• Task description
List, from the lines below, each one with "Serialize" in it.

• Input
/---
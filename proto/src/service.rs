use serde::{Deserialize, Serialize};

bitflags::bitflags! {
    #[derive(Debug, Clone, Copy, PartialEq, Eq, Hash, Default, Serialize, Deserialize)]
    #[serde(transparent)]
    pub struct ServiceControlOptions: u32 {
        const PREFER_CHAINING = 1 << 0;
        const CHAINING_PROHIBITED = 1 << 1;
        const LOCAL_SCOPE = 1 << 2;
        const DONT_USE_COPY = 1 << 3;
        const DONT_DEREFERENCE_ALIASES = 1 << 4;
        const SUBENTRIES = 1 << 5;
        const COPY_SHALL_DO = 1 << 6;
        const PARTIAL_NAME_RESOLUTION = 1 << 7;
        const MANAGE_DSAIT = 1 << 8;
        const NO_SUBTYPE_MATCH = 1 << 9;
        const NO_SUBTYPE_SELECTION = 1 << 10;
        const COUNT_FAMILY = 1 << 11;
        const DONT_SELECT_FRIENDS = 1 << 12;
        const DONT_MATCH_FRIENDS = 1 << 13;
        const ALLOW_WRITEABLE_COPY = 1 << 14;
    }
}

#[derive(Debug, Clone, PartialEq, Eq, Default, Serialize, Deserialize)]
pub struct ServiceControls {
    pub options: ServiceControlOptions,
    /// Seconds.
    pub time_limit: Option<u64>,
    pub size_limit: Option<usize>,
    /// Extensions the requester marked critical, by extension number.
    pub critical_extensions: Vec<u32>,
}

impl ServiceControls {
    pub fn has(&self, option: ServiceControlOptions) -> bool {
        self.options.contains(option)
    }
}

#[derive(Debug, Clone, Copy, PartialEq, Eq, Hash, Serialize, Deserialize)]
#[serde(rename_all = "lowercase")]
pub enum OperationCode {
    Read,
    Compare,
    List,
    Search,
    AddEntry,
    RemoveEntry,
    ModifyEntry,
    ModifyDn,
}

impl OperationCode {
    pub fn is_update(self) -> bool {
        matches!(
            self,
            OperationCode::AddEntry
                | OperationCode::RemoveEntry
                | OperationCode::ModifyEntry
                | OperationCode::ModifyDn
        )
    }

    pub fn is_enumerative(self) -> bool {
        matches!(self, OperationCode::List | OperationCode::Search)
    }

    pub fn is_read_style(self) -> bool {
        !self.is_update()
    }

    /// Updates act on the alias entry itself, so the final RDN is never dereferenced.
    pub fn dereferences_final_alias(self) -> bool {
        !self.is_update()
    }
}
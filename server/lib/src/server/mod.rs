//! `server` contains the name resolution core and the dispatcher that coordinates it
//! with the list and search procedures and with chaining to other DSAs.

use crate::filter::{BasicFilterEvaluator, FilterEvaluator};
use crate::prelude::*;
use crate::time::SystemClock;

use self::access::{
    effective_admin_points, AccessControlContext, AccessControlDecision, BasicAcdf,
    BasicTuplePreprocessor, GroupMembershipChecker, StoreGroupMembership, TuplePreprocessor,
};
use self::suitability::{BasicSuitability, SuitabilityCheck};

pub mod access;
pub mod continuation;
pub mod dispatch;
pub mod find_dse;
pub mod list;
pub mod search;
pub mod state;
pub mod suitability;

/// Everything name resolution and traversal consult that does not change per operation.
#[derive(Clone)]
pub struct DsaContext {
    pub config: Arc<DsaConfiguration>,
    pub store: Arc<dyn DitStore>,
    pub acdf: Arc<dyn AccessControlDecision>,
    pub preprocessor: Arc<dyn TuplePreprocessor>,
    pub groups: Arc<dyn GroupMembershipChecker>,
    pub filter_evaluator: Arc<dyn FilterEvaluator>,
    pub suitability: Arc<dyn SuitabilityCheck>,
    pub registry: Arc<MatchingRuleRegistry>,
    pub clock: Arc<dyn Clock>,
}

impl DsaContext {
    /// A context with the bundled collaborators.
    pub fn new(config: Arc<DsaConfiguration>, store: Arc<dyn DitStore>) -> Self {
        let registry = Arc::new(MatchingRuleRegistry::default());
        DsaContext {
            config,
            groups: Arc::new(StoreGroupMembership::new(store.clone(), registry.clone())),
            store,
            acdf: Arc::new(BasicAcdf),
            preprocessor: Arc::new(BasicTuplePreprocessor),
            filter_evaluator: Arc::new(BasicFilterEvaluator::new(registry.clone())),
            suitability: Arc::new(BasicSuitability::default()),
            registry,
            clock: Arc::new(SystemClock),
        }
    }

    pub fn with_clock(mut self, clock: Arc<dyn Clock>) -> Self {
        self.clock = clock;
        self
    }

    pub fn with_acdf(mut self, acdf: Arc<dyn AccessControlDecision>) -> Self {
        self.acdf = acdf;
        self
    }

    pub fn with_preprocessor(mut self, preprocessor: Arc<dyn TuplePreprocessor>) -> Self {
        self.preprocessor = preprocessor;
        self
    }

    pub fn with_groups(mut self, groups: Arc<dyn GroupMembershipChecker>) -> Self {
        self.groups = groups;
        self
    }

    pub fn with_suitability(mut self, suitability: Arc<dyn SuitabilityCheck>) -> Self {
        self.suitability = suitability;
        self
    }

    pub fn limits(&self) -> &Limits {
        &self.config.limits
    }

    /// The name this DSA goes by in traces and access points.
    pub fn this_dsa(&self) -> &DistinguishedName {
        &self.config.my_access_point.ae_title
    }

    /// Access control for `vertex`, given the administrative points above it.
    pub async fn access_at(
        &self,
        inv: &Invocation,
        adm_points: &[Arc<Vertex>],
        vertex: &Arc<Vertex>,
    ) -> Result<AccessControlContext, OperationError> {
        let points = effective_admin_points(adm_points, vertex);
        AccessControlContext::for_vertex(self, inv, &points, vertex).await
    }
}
\---
/---
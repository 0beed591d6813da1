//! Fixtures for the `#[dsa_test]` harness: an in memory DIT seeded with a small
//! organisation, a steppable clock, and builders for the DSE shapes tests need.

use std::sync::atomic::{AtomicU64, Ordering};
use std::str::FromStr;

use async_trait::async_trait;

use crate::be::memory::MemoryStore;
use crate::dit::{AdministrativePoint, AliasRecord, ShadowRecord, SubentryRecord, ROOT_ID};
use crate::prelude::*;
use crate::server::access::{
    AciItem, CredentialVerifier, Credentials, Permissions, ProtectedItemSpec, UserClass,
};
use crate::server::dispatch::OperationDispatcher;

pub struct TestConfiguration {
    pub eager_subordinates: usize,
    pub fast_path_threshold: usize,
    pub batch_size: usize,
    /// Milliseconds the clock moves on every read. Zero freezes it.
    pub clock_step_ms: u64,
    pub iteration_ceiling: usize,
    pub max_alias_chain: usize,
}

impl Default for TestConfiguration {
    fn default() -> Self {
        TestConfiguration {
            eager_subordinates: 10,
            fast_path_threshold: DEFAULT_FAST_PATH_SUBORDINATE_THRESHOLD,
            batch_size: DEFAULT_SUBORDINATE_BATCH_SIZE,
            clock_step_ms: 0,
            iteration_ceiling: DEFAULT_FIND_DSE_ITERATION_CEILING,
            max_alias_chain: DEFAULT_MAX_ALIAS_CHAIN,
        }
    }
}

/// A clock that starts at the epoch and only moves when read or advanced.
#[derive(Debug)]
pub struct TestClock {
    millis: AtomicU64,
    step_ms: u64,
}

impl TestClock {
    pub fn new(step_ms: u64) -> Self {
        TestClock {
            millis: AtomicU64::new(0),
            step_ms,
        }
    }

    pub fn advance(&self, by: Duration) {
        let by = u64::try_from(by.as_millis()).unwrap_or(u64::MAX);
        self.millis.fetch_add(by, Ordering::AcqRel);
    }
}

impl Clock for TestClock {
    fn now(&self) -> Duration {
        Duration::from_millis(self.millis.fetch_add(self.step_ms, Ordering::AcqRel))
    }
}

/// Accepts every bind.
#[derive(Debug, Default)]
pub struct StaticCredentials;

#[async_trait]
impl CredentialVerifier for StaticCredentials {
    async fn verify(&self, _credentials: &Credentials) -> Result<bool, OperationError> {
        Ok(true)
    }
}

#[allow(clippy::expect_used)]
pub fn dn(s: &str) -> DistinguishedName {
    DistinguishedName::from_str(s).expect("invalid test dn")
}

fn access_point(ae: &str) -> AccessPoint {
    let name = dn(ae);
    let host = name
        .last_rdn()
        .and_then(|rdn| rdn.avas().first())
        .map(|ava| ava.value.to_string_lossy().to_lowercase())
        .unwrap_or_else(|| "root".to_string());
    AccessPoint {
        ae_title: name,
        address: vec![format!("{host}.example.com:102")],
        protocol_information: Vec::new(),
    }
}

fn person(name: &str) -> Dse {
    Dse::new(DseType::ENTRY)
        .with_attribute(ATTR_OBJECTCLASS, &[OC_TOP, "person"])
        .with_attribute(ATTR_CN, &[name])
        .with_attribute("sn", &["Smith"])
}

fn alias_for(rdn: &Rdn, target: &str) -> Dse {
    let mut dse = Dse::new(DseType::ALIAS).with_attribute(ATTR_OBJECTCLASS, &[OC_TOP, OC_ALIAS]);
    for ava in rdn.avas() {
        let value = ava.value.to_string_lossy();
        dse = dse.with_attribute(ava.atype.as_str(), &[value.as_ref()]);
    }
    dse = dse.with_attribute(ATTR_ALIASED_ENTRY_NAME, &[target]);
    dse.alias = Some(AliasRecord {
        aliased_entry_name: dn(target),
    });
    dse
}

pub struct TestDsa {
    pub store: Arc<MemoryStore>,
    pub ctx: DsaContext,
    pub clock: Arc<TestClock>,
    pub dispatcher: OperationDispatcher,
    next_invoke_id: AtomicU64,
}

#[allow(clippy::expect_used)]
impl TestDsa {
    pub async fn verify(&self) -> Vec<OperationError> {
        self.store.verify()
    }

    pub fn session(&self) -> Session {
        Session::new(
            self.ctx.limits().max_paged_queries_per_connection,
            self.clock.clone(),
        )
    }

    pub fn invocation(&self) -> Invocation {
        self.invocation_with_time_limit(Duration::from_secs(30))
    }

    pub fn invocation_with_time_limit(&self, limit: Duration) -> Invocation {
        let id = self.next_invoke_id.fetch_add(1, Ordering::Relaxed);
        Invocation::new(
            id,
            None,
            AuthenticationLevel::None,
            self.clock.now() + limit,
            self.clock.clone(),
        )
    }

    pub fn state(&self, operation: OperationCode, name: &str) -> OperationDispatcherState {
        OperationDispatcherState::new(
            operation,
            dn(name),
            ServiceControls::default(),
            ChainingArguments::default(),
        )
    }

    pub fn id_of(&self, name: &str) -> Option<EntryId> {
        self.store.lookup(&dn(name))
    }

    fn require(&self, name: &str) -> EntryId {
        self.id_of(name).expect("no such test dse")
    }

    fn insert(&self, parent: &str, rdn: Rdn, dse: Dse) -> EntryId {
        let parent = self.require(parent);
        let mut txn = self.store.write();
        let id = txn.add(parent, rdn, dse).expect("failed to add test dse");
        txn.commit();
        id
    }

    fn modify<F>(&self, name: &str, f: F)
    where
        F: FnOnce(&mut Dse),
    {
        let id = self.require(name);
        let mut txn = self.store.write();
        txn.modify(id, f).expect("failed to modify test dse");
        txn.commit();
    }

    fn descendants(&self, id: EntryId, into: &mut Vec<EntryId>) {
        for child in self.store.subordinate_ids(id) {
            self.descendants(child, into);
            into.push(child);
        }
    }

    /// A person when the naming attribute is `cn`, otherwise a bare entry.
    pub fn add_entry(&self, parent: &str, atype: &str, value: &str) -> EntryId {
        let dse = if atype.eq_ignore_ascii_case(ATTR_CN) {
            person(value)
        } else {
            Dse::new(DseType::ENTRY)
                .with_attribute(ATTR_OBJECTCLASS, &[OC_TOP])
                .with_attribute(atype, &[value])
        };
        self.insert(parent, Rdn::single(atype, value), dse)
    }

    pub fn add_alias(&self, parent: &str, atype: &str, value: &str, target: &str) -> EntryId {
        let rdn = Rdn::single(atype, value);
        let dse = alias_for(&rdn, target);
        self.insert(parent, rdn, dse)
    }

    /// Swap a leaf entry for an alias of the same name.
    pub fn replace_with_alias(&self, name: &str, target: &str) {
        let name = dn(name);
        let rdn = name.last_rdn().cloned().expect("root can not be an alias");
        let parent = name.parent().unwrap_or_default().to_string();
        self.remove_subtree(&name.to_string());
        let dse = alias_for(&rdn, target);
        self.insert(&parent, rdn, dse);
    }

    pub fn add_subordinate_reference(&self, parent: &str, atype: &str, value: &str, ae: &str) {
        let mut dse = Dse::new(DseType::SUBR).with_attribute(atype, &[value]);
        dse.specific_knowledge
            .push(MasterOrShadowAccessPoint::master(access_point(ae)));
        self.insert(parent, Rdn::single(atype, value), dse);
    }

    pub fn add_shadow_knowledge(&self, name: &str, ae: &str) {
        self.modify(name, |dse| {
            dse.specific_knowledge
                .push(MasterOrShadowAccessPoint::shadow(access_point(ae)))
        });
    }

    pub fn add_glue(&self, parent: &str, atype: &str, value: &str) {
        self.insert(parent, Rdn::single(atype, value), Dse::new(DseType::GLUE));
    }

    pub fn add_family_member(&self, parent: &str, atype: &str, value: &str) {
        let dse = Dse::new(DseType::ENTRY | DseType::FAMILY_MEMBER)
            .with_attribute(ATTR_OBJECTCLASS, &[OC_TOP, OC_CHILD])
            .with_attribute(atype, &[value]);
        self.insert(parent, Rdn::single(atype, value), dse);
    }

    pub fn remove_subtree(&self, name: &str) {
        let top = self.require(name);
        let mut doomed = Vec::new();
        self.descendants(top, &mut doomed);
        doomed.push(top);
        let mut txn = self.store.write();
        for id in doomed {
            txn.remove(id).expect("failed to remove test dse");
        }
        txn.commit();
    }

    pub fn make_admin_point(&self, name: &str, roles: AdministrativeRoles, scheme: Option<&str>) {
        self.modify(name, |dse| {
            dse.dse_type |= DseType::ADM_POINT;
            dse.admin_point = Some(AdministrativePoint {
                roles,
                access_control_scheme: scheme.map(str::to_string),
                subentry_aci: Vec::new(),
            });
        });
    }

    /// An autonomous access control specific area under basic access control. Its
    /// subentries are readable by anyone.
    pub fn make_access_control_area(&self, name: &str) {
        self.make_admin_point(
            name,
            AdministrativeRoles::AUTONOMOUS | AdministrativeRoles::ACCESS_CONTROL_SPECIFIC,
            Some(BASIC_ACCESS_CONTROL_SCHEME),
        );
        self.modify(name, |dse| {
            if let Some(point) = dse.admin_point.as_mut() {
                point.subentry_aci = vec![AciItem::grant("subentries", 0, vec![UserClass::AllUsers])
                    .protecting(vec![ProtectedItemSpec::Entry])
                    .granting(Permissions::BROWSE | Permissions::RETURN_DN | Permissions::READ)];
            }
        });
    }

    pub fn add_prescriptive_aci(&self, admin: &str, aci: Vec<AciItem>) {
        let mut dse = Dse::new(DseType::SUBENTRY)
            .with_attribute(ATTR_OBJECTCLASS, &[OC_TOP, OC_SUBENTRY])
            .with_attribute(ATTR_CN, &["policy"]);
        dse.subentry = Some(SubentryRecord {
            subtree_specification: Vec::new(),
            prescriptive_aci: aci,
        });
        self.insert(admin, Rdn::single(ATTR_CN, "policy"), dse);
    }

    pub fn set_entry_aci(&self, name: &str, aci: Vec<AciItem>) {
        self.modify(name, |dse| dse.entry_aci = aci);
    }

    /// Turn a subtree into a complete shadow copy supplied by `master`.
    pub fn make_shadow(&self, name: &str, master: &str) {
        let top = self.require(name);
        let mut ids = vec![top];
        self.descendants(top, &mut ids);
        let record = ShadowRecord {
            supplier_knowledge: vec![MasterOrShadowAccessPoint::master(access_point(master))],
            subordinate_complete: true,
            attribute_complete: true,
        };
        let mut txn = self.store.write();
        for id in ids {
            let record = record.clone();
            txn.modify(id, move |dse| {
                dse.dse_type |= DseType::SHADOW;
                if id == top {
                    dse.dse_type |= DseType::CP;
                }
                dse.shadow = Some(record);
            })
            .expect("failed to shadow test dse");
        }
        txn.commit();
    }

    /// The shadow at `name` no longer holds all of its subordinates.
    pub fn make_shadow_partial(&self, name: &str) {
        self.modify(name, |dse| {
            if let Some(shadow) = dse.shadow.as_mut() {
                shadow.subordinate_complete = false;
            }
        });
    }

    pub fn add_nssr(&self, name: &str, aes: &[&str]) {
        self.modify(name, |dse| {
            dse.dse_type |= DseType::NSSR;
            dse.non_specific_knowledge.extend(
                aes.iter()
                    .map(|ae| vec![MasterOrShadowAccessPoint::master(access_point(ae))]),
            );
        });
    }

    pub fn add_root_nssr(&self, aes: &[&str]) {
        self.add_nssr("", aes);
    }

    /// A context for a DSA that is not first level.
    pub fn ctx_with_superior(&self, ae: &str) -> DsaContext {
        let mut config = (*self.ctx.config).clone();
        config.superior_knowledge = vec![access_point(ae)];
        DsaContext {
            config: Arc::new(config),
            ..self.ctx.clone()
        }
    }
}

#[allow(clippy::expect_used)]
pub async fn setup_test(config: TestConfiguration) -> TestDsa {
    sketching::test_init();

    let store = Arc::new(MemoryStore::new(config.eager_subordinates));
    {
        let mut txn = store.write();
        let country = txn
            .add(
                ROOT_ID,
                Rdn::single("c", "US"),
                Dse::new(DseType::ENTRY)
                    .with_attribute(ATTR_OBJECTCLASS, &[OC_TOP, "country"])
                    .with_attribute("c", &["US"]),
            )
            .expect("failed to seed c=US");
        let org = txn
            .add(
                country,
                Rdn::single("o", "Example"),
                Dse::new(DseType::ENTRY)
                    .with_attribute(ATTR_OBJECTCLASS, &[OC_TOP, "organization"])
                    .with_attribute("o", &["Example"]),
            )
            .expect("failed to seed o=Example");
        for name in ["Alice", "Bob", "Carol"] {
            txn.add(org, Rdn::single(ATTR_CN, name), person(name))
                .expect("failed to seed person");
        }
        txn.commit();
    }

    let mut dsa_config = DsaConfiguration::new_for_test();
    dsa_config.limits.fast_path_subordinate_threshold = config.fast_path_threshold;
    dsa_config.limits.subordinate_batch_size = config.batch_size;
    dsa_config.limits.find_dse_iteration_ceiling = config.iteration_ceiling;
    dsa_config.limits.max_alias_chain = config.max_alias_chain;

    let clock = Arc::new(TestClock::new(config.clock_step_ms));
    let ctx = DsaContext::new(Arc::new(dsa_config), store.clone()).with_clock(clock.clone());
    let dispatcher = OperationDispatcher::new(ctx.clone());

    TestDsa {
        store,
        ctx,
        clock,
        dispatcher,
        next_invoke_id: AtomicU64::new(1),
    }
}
\---
/---
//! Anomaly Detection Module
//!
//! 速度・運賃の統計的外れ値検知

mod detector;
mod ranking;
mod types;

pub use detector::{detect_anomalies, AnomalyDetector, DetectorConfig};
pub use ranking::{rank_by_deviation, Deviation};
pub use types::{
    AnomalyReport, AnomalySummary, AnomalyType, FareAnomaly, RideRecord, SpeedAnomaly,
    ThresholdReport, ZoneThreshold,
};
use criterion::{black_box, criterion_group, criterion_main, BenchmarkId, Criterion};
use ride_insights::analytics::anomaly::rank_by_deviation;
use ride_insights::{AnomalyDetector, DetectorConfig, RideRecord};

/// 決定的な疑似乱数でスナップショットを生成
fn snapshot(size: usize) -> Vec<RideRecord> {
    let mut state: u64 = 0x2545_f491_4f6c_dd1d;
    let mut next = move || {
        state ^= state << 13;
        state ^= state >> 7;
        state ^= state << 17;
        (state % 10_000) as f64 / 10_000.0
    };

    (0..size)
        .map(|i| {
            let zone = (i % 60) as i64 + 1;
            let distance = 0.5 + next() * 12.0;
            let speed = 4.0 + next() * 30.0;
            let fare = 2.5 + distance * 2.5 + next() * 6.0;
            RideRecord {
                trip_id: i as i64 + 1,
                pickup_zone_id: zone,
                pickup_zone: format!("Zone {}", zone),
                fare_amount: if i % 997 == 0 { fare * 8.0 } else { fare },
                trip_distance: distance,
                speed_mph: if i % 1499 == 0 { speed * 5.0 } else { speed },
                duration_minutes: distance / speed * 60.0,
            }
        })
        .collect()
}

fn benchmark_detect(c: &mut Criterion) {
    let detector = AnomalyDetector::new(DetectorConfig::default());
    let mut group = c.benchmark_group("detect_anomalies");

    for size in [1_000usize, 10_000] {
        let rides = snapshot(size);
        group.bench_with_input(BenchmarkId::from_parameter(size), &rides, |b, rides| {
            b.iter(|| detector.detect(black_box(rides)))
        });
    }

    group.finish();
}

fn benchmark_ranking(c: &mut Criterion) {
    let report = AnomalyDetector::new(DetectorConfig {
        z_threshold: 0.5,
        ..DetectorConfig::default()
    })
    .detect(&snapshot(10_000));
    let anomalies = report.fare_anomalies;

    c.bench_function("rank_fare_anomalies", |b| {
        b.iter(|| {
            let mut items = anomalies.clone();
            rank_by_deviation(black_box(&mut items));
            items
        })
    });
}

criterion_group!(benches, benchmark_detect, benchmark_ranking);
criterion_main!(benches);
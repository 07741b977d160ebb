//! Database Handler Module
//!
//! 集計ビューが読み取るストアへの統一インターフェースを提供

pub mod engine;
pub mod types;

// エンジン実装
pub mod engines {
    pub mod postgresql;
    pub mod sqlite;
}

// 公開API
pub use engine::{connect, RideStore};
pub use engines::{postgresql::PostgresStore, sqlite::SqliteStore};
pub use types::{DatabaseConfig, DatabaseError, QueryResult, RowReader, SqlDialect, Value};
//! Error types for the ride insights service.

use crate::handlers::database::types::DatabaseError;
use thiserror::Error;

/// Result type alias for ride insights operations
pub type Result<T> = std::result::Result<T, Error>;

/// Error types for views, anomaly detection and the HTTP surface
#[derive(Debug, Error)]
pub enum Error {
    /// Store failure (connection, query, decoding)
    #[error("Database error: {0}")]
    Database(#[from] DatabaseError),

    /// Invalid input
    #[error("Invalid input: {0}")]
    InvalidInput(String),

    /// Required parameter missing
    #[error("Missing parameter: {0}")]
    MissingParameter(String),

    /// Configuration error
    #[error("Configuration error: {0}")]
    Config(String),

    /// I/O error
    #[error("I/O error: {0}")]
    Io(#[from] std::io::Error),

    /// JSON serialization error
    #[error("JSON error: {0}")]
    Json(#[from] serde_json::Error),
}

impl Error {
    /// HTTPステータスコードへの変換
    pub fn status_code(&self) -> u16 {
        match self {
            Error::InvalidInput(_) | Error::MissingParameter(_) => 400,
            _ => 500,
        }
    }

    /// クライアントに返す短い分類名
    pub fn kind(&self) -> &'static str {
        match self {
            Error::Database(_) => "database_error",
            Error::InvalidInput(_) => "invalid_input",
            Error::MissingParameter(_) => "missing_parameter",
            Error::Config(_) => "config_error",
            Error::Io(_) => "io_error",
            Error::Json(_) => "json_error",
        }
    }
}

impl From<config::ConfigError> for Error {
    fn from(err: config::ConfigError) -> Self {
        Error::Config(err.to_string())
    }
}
\---
• Response box
use serde::{Deserialize, Serialize};
    #[derive(Debug, Clone, Copy, PartialEq, Eq, Hash, Default, Serialize, Deserialize)]
#[derive(Debug, Clone, PartialEq, Eq, Default, Serialize, Deserialize)]
#[derive(Debug, Clone, Copy, PartialEq, Eq, Hash, Serialize, Deserialize)]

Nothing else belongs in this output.